Nieman Lab predictions are increasingly difficult for me to write. I know what I would like to see happen in the future of news. But I fear that what we’re most likely to see is more of the same.

When I posted this conundrum on Twitter, more than one person told me to write about what I want to see in 2019; I guess we’re all in the mood to be hopeful for once after yet another crazy year of bad news coming at us from all directions. So here’s my wishlist for 2019:

I hope that journalists will discover they have a lot to learn from community organizers about how to listen to the people they serve and better reflect their experiences — particularly in communities that have often been left out of our reporting. In July, the incredible folks at Free Press published an excellent guide on how to do just that. And one of the guest speakers we learned the most from in the community engagement class I co-teach with Jeff Jarvis at CUNY was Taylonn Murphy, a community organizer and activist who has worked to combat gun violence in New York City since the tragic death of his daughter in 2011.

Murphy said that community organizers understand why people might choose a path in life that might not make sense to a journalist; for example, how there might be dozens of complicated steps that ultimately lead someone to pick up a gun. They dig beneath the surface of individual incidents and understand the larger systemic issues that impact people’s lives.

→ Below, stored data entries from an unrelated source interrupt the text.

//! Predicate evaluation: does one cell value satisfy one filter value?
//!
//! Evaluation never fails. Any shape mismatch or unparsable input resolves
//! to `false` (record excluded), so the view always renders something.

use crate::filter::value::FilterValue;
use crate::record::FieldValue;
use chrono::{NaiveDate, NaiveDateTime, NaiveTime};

/// Decides whether one record's field value satisfies one filter value.
///
/// Invoked only for fields whose filter is currently active; an inactive
/// filter value still resolves to `false` rather than panicking.
///
/// # Examples
///
/// ```
/// use gridsift::{matches, FieldValue, FilterValue};
///
/// let cell = FieldValue::from("Apple");
/// assert!(matches(Some(&cell), &FilterValue::text("app | cherry")));
/// assert!(!matches(Some(&cell), &FilterValue::text("banana")));
/// ```
#[must_use]
pub fn matches(record_value: Option<&FieldValue>, filter: &FilterValue) -> bool {
    match filter {
        FilterValue::Text(input) => matches_text(record_value, input),
        FilterValue::NumberRange(min, max) => matches_number(record_value, *min, *max),
        FilterValue::DateRange(start, end) => matches_date(record_value, *start, *end),
        FilterValue::Select(selected) => matches_select(record_value, selected.as_ref()),
    }
}

/// Splits raw text input on the literal pipe separator into search terms.
///
/// Each term is trimmed; empty terms (consecutive pipes, stray whitespace)
/// are dropped silently. This is the one user-facing mini-syntax the engine
/// must preserve exactly: `"ABC | XYZ"` yields `["ABC", "XYZ"]`.
#[must_use]
pub fn split_terms(input: &str) -> Vec<&str> {
    input
        .split('|')
        .map(str::trim)
        .filter(|term| !term.is_empty())
        .collect()
}

fn matches_text(record_value: Option<&FieldValue>, input: &str) -> bool {
    if input.is_empty() {
        return false;
    }
    let cell = match record_value {
        Some(v) if !v.is_null() => v,
        _ => return false,
    };

    let terms = split_terms(input);
    if terms.is_empty() {
        return false;
    }

    let haystack = cell.to_string().to_lowercase();
    terms
        .iter()
        .any(|term| haystack.contains(&term.to_lowercase()))
}

fn matches_number(record_value: Option<&FieldValue>, min: Option<f64>, max: Option<f64>) -> bool {
    let value = match record_value.and_then(FieldValue::as_number) {
        Some(n) => n,
        None => return false,
    };

    match (min, max) {
        (Some(min), Some(max)) => value >= min && value <= max,
        (Some(min), None) => value >= min,
        (None, Some(max)) => value <= max,
        (None, None) => false,
    }
}

// The both-bounds branch is strictly exclusive at the start-of-day and
// end-of-day instants; each single-bound branch also accepts the bound's own
// calendar day. Callers wanting a start-day-inclusive both-bounds range must
// widen the start by one day.
fn matches_date(
    record_value: Option<&FieldValue>,
    start: Option<NaiveDate>,
    end: Option<NaiveDate>,
) -> bool {
    let value = match record_value.and_then(FieldValue::as_datetime) {
        Some(dt) => dt,
        None => return false,
    };

    match (start, end) {
        (Some(start), Some(end)) => {
            value > start_of_day(start)
                && end_of_day_exclusive(end).is_some_and(|bound| value < bound)
        }
        (Some(start), None) => value > start_of_day(start) || value.date() == start,
        (None, Some(end)) => {
            end_of_day_exclusive(end).is_some_and(|bound| value < bound) || value.date() == end
        }
        (None, None) => false,
    }
}

fn matches_select(record_value: Option<&FieldValue>, selected: Option<&FieldValue>) -> bool {
    match (record_value, selected) {
        (Some(cell), Some(wanted)) => cell == wanted,
        _ => false,
    }
}

fn start_of_day(date: NaiveDate) -> NaiveDateTime {
    date.and_time(NaiveTime::MIN)
}

// "Before end of day" expressed as an exclusive bound at the next midnight.
fn end_of_day_exclusive(date: NaiveDate) -> Option<NaiveDateTime> {
    date.succ_opt().map(|next| next.and_time(NaiveTime::MIN))
}
//! Gridsift Sources
//!
//! This crate provides ready-made record collection sources that can be
//! used with the gridsift filter engine.

#![warn(missing_docs)]

pub mod error;
pub mod json;
pub mod memory;
pub mod pump;
pub mod types;

// Re-export main types for easier access
pub use error::{SourceError, SourceResult};
pub use json::{records_from_json, JsonSource};
pub use memory::{ChannelSource, StaticSource};
pub use pump::pump;
pub use types::{CollectionReceiver, RecordSource, SourceFuture};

And when it comes to journalists, he talked about the importance of honesty about your motivations and assumptions when working in communities that have little incentive to trust you; keeping your angle close to the vest doesn’t give people a lot of faith that you are there to get it right.

I hope we’ll see more models like City Bureau in Chicago where journalists are building non-transactional models and relationships with communities. As co-founder Andrea Faye Hart writes: “When we talk about building together, that means that City Bureau doesn’t take anything (whether it’s a piece of information, or access to an audience, or a group’s trust) without giving something back.”

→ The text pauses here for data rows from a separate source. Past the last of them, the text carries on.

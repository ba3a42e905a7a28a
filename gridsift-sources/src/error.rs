//! Error types for gridsift-sources

use gridsift::EngineError;
use thiserror::Error;

/// Errors that can occur when working with record sources
#[derive(Error, Debug, Clone)]
pub enum SourceError {
    /// The raw input could not be parsed into records
    #[error("Parse error: {0}")]
    Parse(String),

    /// An IO error occurred
    #[error("IO error: {0}")]
    Io(String),

    /// The engine refused a command
    #[error("Engine error: {0}")]
    Engine(String),

    /// A custom error occurred
    #[error("{0}")]
    Custom(String),
}

impl From<serde_json::Error> for SourceError {
    fn from(err: serde_json::Error) -> Self {
        Self::Parse(err.to_string())
    }
}

impl From<std::io::Error> for SourceError {
    fn from(err: std::io::Error) -> Self {
        Self::Io(err.to_string())
    }
}

impl From<EngineError> for SourceError {
    fn from(err: EngineError) -> Self {
        Self::Engine(err.to_string())
    }
}

/// Result type for source operations
pub type SourceResult<T> = std::result::Result<T, SourceError>;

I hope more journalists will follow my former social journalism student Allen Arthur’s lead and look for creative new ways to share people’s stories that go beyond traditional media platforms. In addition to his hard-hitting investigative journalism that has helped to change laws, Allen developed an events series that allows formerly incarcerated people to share their art.

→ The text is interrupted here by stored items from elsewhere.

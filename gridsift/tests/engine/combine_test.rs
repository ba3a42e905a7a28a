use crate::helpers::{item_config, item_records, skus};
use gridsift::{apply_filters, FilterConfig, FilterMode, FilterStore, FilterValue, Record};

#[cfg(test)]
mod combinator_tests {
    use super::*;

    #[test]
    fn it_should_return_the_source_unchanged_when_no_filter_is_active() {
        // Given
        let store = FilterStore::new(item_config());
        let records = item_records();

        // When
        let and_view = apply_filters(&store, &records, FilterMode::And);
        let or_view = apply_filters(&store, &records, FilterMode::Or);

        // Then
        assert_eq!(and_view, records);
        assert_eq!(or_view, records);
    }

    #[test]
    fn it_should_treat_cleared_values_as_inactive() {
        // Given
        let mut store = FilterStore::new(item_config());
        store.set("sku", FilterValue::text(""));
        store.set("price", FilterValue::number_range(None, None));
        let records = item_records();

        // When
        let view = apply_filters(&store, &records, FilterMode::And);

        // Then
        assert_eq!(view, records);
    }

    #[test]
    fn it_should_require_every_active_filter_in_and_mode() {
        // Given
        let mut store = FilterStore::new(item_config());
        store.set("name", FilterValue::text("a"));
        store.set("price", FilterValue::number_range(Some(20.0), None));
        let records = item_records();

        // When
        let view = apply_filters(&store, &records, FilterMode::And);

        // Then: "a" matches Apple and Banana, price >= 20 keeps Banana only
        assert_eq!(skus(&view), vec!["B2"]);
    }

    #[test]
    fn it_should_accept_any_active_filter_in_or_mode() {
        // Given
        let mut store = FilterStore::new(item_config());
        store.set("sku", FilterValue::text("A1"));
        store.set("status", FilterValue::select("Discontinued"));
        let records = item_records();

        // When
        let view = apply_filters(&store, &records, FilterMode::Or);

        // Then
        assert_eq!(skus(&view), vec!["A1", "C3"]);
    }

    #[test]
    fn it_should_keep_the_and_result_a_subset_of_the_or_result() {
        // Given
        let mut store = FilterStore::new(item_config());
        store.set("name", FilterValue::text("an"));
        store.set("price", FilterValue::number_range(Some(20.0), Some(50.0)));
        let records = item_records();

        // When
        let and_view = apply_filters(&store, &records, FilterMode::And);
        let or_view = apply_filters(&store, &records, FilterMode::Or);

        // Then
        assert!(and_view.iter().all(|record| or_view.contains(record)));
        assert!(and_view.len() <= or_view.len());
    }

    #[test]
    fn it_should_preserve_source_order_in_both_modes() {
        // Given
        let mut store = FilterStore::new(item_config());
        store.set("price", FilterValue::number_range(Some(0.0), Some(100.0)));
        let records = item_records();

        // When
        let and_view = apply_filters(&store, &records, FilterMode::And);
        let or_view = apply_filters(&store, &records, FilterMode::Or);

        // Then
        assert_eq!(skus(&and_view), vec!["A1", "B2", "C3"]);
        assert_eq!(skus(&or_view), vec!["A1", "B2", "C3"]);
    }

    #[test]
    fn it_should_be_idempotent_over_its_own_output() {
        // Given
        let mut store = FilterStore::new(item_config());
        store.set("name", FilterValue::text("apple | cherry"));
        let records = item_records();

        // When
        let once = apply_filters(&store, &records, FilterMode::And);
        let twice = apply_filters(&store, &once, FilterMode::And);

        // Then
        assert_eq!(once, twice);
    }

    #[test]
    fn it_should_exclude_records_missing_the_filtered_field() {
        // Given
        let mut store = FilterStore::new(item_config());
        store.set("price", FilterValue::number_range(Some(0.0), None));
        let records = vec![
            Record::new().with("sku", "A1").with("price", 10.0),
            Record::new().with("sku", "NOPRICE"),
        ];

        // When
        let view = apply_filters(&store, &records, FilterMode::And);

        // Then
        assert_eq!(skus(&view), vec!["A1"]);
    }

    // The end-to-end scenario: text OR-terms within a single field, then a
    // numeric range narrowing it under AND.
    #[test]
    fn it_should_filter_the_inventory_scenario_end_to_end() {
        // Given
        let config = FilterConfig::new().text("sku").number("price").date("date");
        let records = vec![
            Record::new()
                .with("sku", "A1")
                .with("price", 10.0)
                .with("date", "2024-01-05"),
            Record::new()
                .with("sku", "B2")
                .with("price", 25.0)
                .with("date", "2024-02-10"),
        ];
        let mut store = FilterStore::new(config);

        // When: a single text filter with OR terms
        store.set("sku", FilterValue::text("A1 | B2"));
        let both = apply_filters(&store, &records, FilterMode::And);

        // Then
        assert_eq!(skus(&both), vec!["A1", "B2"]);

        // When: a price range joins under AND
        store.set("price", FilterValue::number_range(Some(20.0), Some(30.0)));
        let narrowed = apply_filters(&store, &records, FilterMode::And);

        // Then
        assert_eq!(skus(&narrowed), vec!["B2"]);
    }
}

I hope will we see more creative uses of technology like Outlier Media, which uses text messaging to inform lower-income news consumers with specific, personalized data on things like housing, inspections, or utility shutoffs.

To do all of this, journalists will have to stop putting so much of their energy into worrying about finding neat, clean answers to thorny questions about what counts as advocacy. Yes, we must always retain our intellectual honesty, fairness, and independence from faction. But if you’re gnashing your teeth over whether some of the kinds of things I suggested above amount to “advocacy” or if they’re “really journalism,” you might consider if having a bias toward a healthy civic life and a functioning democracy may be one we just want to acknowledge and embrace. If we want people to trust us, we need to recognize that objectivity is complex and that instead of prostrating ourselves blindly at its altar, we need to instead look harder at all of the subtle biases we have, how they affect our work, and how we can be more transparent about them.

We need to recognize that a commitment to neutrality is not the same as a commitment to the truth, and that it can allow us to be manipulated by bad actors if we aren’t careful.

Ultimately, it’s about complicating the narrative. Not just when we report in communities in conflict with each other, but within our own profession. I’m worried that defensiveness, misaligned incentives, and the pull of inertia will prevent us from doing all of these things in 2019. But let’s try to stay hopeful that this is what the new year will bring.

Carrie Brown-Smith is director of the social journalism master’s program at the Newmark Graduate School of Journalism at CUNY.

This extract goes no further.